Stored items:
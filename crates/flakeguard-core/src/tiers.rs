//! Repository-size tiers and their default threshold suggestions.
//!
//! A recommendation is only a default: it applies when a repository has no
//! explicit threshold and never overwrites one.

use serde::Serialize;

use flakeguard_state::{GlobalSettings, RepoSizeThresholds};

/// Size bucket of a repository, by test count.
#[derive(Debug, Clone, Copy, PartialEq, Eq, Serialize)]
#[serde(rename_all = "lowercase")]
pub enum SizeTier {
    Small,
    Medium,
    Large,
}

impl SizeTier {
    /// `small` below the small boundary, `medium` below the medium boundary,
    /// `large` otherwise.
    pub fn for_test_count(test_count: u32, bounds: &RepoSizeThresholds) -> Self {
        if test_count < bounds.small {
            SizeTier::Small
        } else if test_count < bounds.medium {
            SizeTier::Medium
        } else {
            SizeTier::Large
        }
    }

    pub fn as_str(&self) -> &'static str {
        match self {
            SizeTier::Small => "small",
            SizeTier::Medium => "medium",
            SizeTier::Large => "large",
        }
    }
}

/// Suggested thresholds for a repository of a given size.
#[derive(Debug, Clone, PartialEq, Serialize)]
#[serde(rename_all = "camelCase")]
pub struct TierRecommendation {
    pub tier: SizeTier,
    pub flake_threshold: f64,
    pub failure_threshold: f64,
    pub description: String,
}

/// Look up the recommendation for `test_count`.
pub fn recommend(test_count: u32, settings: &GlobalSettings) -> TierRecommendation {
    let tier = SizeTier::for_test_count(test_count, &settings.repo_size_thresholds);
    let (flake, failure) = match tier {
        SizeTier::Small => (
            &settings.flake_recommendations.small,
            &settings.failure_recommendations.small,
        ),
        SizeTier::Medium => (
            &settings.flake_recommendations.medium,
            &settings.failure_recommendations.medium,
        ),
        SizeTier::Large => (
            &settings.flake_recommendations.large,
            &settings.failure_recommendations.large,
        ),
    };

    TierRecommendation {
        tier,
        flake_threshold: flake.threshold,
        failure_threshold: failure.threshold,
        description: flake.description.clone(),
    }
}

#[cfg(test)]
mod tests {
    use super::*;

    #[test]
    fn boundaries_are_exclusive_upper_bounds() {
        let bounds = RepoSizeThresholds {
            small: 100,
            medium: 500,
        };
        assert_eq!(SizeTier::for_test_count(0, &bounds), SizeTier::Small);
        assert_eq!(SizeTier::for_test_count(99, &bounds), SizeTier::Small);
        assert_eq!(SizeTier::for_test_count(100, &bounds), SizeTier::Medium);
        assert_eq!(SizeTier::for_test_count(499, &bounds), SizeTier::Medium);
        assert_eq!(SizeTier::for_test_count(500, &bounds), SizeTier::Large);
    }

    #[test]
    fn recommendation_uses_tier_values() {
        let settings = GlobalSettings::default();
        let rec = recommend(250, &settings);
        assert_eq!(rec.tier, SizeTier::Medium);
        assert_eq!(rec.flake_threshold, 10.0);
        assert_eq!(rec.failure_threshold, 15.0);
        assert!(!rec.description.is_empty());

        let rec = recommend(10_000, &settings);
        assert_eq!(rec.tier, SizeTier::Large);
        assert_eq!(rec.flake_threshold, 15.0);
    }
}
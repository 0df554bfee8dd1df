//! Limits on how many tests may be suppressed.
//!
//! User-initiated exclusions are checked with [`check_exclusion`] and
//! rejected before anything is persisted. Automatic decisions are audited
//! with [`audit`] and only flagged.

use flakeguard_state::{Guardrails, TestRecord};

use crate::domain::GuardrailViolation;

/// Denominator for the percentage rule: the declared test count, or the
/// number of known tests when that is larger.
pub fn suite_size(declared: u32, known_tests: usize) -> u32 {
    declared.max(u32::try_from(known_tests).unwrap_or(u32::MAX))
}

fn percentage(excluded: u32, suite_size: u32) -> Option<f64> {
    (suite_size > 0).then(|| f64::from(excluded) * 100.0 / f64::from(suite_size))
}

/// Check a proposed change from `before` to `after`.
///
/// `excluded_elsewhere` counts currently excluded tests of the repository
/// other than this one. A change that does not newly exclude the test is
/// always allowed.
pub fn check_exclusion(
    guardrails: &Guardrails,
    suite_size: u32,
    excluded_elsewhere: usize,
    before: &TestRecord,
    after: &TestRecord,
) -> Result<(), GuardrailViolation> {
    if !after.excluded || before.excluded {
        return Ok(());
    }

    if guardrails.require_jira_ticket && after.manual_override && after.jira_ticket.is_none() {
        return Err(GuardrailViolation::TicketRequired {
            test_id: after.id.0.clone(),
        });
    }

    let resulting = u32::try_from(excluded_elsewhere + 1).unwrap_or(u32::MAX);
    if resulting > guardrails.max_excluded_tests {
        return Err(GuardrailViolation::MaxExcludedTests {
            limit: guardrails.max_excluded_tests,
            resulting,
        });
    }

    if let Some(pct) = percentage(resulting, suite_size) {
        if pct > guardrails.max_excluded_tests_percentage {
            return Err(GuardrailViolation::MaxExcludedPercentage {
                limit: guardrails.max_excluded_tests_percentage,
                resulting: pct,
            });
        }
    }

    Ok(())
}

/// Every count-based guardrail the current exclusion state breaches.
pub fn audit(guardrails: &Guardrails, suite_size: u32, excluded: usize) -> Vec<GuardrailViolation> {
    let mut flags = Vec::new();
    let excluded = u32::try_from(excluded).unwrap_or(u32::MAX);

    if excluded > guardrails.max_excluded_tests {
        flags.push(GuardrailViolation::MaxExcludedTests {
            limit: guardrails.max_excluded_tests,
            resulting: excluded,
        });
    }
    if let Some(pct) = percentage(excluded, suite_size) {
        if pct > guardrails.max_excluded_tests_percentage {
            flags.push(GuardrailViolation::MaxExcludedPercentage {
                limit: guardrails.max_excluded_tests_percentage,
                resulting: pct,
            });
        }
    }
    flags
}
//! Flakeguard Core Library
//!
//! Flaky-test classification, threshold reconciliation, size-tier
//! recommendations and guardrails, plus the [`FlakeService`] operations the
//! daemon exposes over HTTP.

pub mod classifier;
pub mod domain;
pub mod git;
pub mod guardrails;
pub mod metrics;
pub mod obs;
pub mod service;
pub mod telemetry;
pub mod thresholds;
pub mod tiers;
pub mod validation;

pub use classifier::{build_windows, Classification, FlakeClassifier, TestWindow};

pub use domain::{
    AnalysisSummary, CreateRepositoryRequest, CreateTicketRequest, CreatedTicket, ExcludedTest,
    ExcludedTestsResponse, ExclusionChange, ExclusionReason, FieldError, FlakeguardError,
    GuardrailViolation, IngestRecord, IngestRequest, IngestResponse, RecalculationSummary,
    RepositoryDashboard, Result, SpecPatternResponse, ThresholdUpdate, ThresholdUpdateResponse,
    TicketRefreshSummary, TicketResponse, ToggleRequest, ValidationError,
};

pub use git::{
    ChangeDetectionError, GitChangeDetector, NoChangeDetector, SpecChangeDetector,
    StaticChangeDetector,
};

pub use service::FlakeService;

pub use thresholds::{EffectiveThresholds, ThresholdSource};

pub use tiers::{SizeTier, TierRecommendation};

pub use flakeguard_state::{
    ClassifierSettings, GlobalSettings, Guardrails, JiraTicketRef, RepositoryId, RepositoryRecord,
    RunStatus, Store, TestId, TestRecord, TestRunRecord, VerdictRecord,
};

* WHAT TO PRODUCE: Each line above where the word "with" occurs should be returned in full.

* RESPONSE:
//! User-initiated exclusions are checked with [`check_exclusion`] and
//! with [`audit`] and only flagged.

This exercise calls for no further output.